First-line treatment with bortezomib (B) plus dexamethasone, rituximab, and cyclophosphamide (DRC) was well tolerated and associated with deep remissions and prolonged progression-free survival (PFS) in patients with Waldenstrom macroglobulinemia (WM), according to results from a phase II trial.

Christian Buske, MD, of the University Hospital Ulm in Germany presented results from the trial =at the 62nd American Society of Hematology Annual Meeting & Exposition. In the trial, a total of 204 patients with WM were randomized to either DRC or B-DRC. The primary endpoint was PFS, and the secondary endpoints were response rates, overall survival (OS), and toxicity.

The median age of the study population was 68 years in both treatment arms. Overall, the median follow-up duration was 27.5 months at time of data cutoff. Approximately 73% of patients in both treatment arms were at intermediate risk, according to the International Prognostic Scoring System for WM, whereas 13% of patients in both arms were at high risk.
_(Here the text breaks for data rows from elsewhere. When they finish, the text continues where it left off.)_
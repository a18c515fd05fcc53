//! Reusable packet buffers.
//!
//! Every packet the gateway writes to the interface is serialized into a [`PacketBuf`]
//! checked out of a [`BufferPool`]. The handle owns its buffer until it is released,
//! either explicitly with [`PacketBuf::release`] or by being dropped, so a buffer goes
//! back to the pool exactly once.

use std::{
    fmt,
    ops::Deref,
    sync::{
        atomic::{AtomicU64, Ordering},
        Arc,
    },
};

use crossbeam_queue::ArrayQueue;

/// Default number of idle buffers kept around.
pub const DEFAULT_POOL_CAPACITY: usize = 1024;

/// Buffers start with room for one MTU-sized packet.
pub const DEFAULT_BUFFER_SIZE: usize = 1500;

/// Buffers that grew past this many bytes shrink before going back to the pool.
const MAX_RETAINED_CAPACITY: usize = 65_535;

#[derive(Debug)]
pub struct BufferPool {
    buffers: ArrayQueue<Vec<u8>>,
    buffer_size: usize,
    allocations: AtomicU64,
    reuses: AtomicU64,
}

impl BufferPool {
    pub fn new(capacity: usize, buffer_size: usize) -> Arc<Self> {
        Arc::new(Self {
            buffers: ArrayQueue::new(capacity.max(1)),
            buffer_size,
            allocations: AtomicU64::new(0),
            reuses: AtomicU64::new(0),
        })
    }

    pub fn with_defaults() -> Arc<Self> {
        Self::new(DEFAULT_POOL_CAPACITY, DEFAULT_BUFFER_SIZE)
    }

    /// An empty buffer, reused from the pool when one is idle.
    pub fn checkout(self: &Arc<Self>) -> PacketBuf {
        let buffer = match self.buffers.pop() {
            Some(buffer) => {
                self.reuses.fetch_add(1, Ordering::Relaxed);
                buffer
            }
            None => {
                self.allocations.fetch_add(1, Ordering::Relaxed);
                Vec::with_capacity(self.buffer_size)
            }
        };

        PacketBuf {
            buffer: Some(buffer),
            pool: Arc::clone(self),
        }
    }

    /// Idle buffers currently held.
    pub fn available(&self) -> usize {
        self.buffers.len()
    }

    pub fn allocations(&self) -> u64 {
        self.allocations.load(Ordering::Relaxed)
    }

    pub fn reuses(&self) -> u64 {
        self.reuses.load(Ordering::Relaxed)
    }

    fn check_in(&self, mut buffer: Vec<u8>) {
        buffer.clear();
        if buffer.capacity() > MAX_RETAINED_CAPACITY {
            buffer.shrink_to(self.buffer_size);
        }
        // a full pool just lets the buffer go
        let _ = self.buffers.push(buffer);
    }
}

/// A buffer checked out of a [`BufferPool`].
pub struct PacketBuf {
    buffer: Option<Vec<u8>>,
    pool: Arc<BufferPool>,
}

impl PacketBuf {
    /// Mutable access for serializing into the buffer.
    pub fn as_mut_vec(&mut self) -> &mut Vec<u8> {
        self.buffer.get_or_insert_with(Vec::new)
    }

    /// Hands the buffer back to its pool.
    pub fn release(self) {
        drop(self);
    }
}

impl Deref for PacketBuf {
    type Target = [u8];

    fn deref(&self) -> &[u8] {
        self.buffer.as_deref().unwrap_or_default()
    }
}

impl Drop for PacketBuf {
    fn drop(&mut self) {
        if let Some(buffer) = self.buffer.take() {
            self.pool.check_in(buffer);
        }
    }
}

impl fmt::Debug for PacketBuf {
    fn fmt(&self, f: &mut fmt::Formatter<'_>) -> fmt::Result {
        f.debug_struct("PacketBuf").field("len", &self.len()).finish()
    }
}

#[cfg(test)]
mod tests {
    use super::*;

    #[test]
    fn released_buffers_are_reused() {
        let pool = BufferPool::new(4, 64);

        let mut buf = pool.checkout();
        buf.as_mut_vec().extend_from_slice(b"packet");
        assert_eq!(&buf[..], b"packet");
        assert_eq!(pool.available(), 0);

        buf.release();
        assert_eq!(pool.available(), 1);

        let again = pool.checkout();
        assert!(again.is_empty());
        assert_eq!(pool.reuses(), 1);
        assert_eq!(pool.allocations(), 1);
    }

    #[test]
    fn dropping_returns_the_buffer() {
        let pool = BufferPool::new(4, 64);
        {
            let _buf = pool.checkout();
        }
        assert_eq!(pool.available(), 1);
    }

    #[test]
    fn full_pool_discards_extra_buffers() {
        let pool = BufferPool::new(2, 64);
        let held: Vec<_> = (0..5).map(|_| pool.checkout()).collect();
        drop(held);
        assert_eq!(pool.available(), 2);
        assert_eq!(pool.allocations(), 5);
    }

    #[test]
    fn oversized_buffers_shrink_on_return() {
        let pool = BufferPool::new(2, 64);
        let mut buf = pool.checkout();
        buf.as_mut_vec().resize(200_000, 0);
        buf.release();

        let reused = pool.checkout();
        assert!(reused.is_empty());
        drop(reused);
        assert_eq!(pool.available(), 1);
    }
}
At time of data cutoff, the median PFS in the B-DRC arm had not been reached. In the DRC arm, the median PFS was 50.1 months. The estimated 24-month PFS rates were 80.6 % for the B-DRC group and 72.8% for the DRC arm.

Although B-DRC was associated with prolonged PFS, it was not significantly different than DRC alone. “Future trials will have to compare chemotherapy-free approaches such as continuous treatment with Bruton’s tyrosine kinase inhibitors with fixed duration treatments exemplified by B-DRC to understand which of the two treatment approaches offers the highest long-term sustained clinical benefit to [patients with] WM,” the researchers noted.

The median OS had not been reached in either treatment arm. There were five reported deaths in the B-DRC group and six in the DRC arm. At the end of treatment, B-DRC was associated with major responses in 79% of patients. In contrast, major responses were observed in 68.9% of patients randomized to DRC. The overall response rates were 91.2% for B-DRC versus 86.7% for DRC.

Both treatments were well tolerated, with grade ≥3 adverse events (AEs) observed in 48% of patients overall. The most common grade ≥3 AEs included neutropenia (25%), anemia (6%), and thrombocytopenia (5%).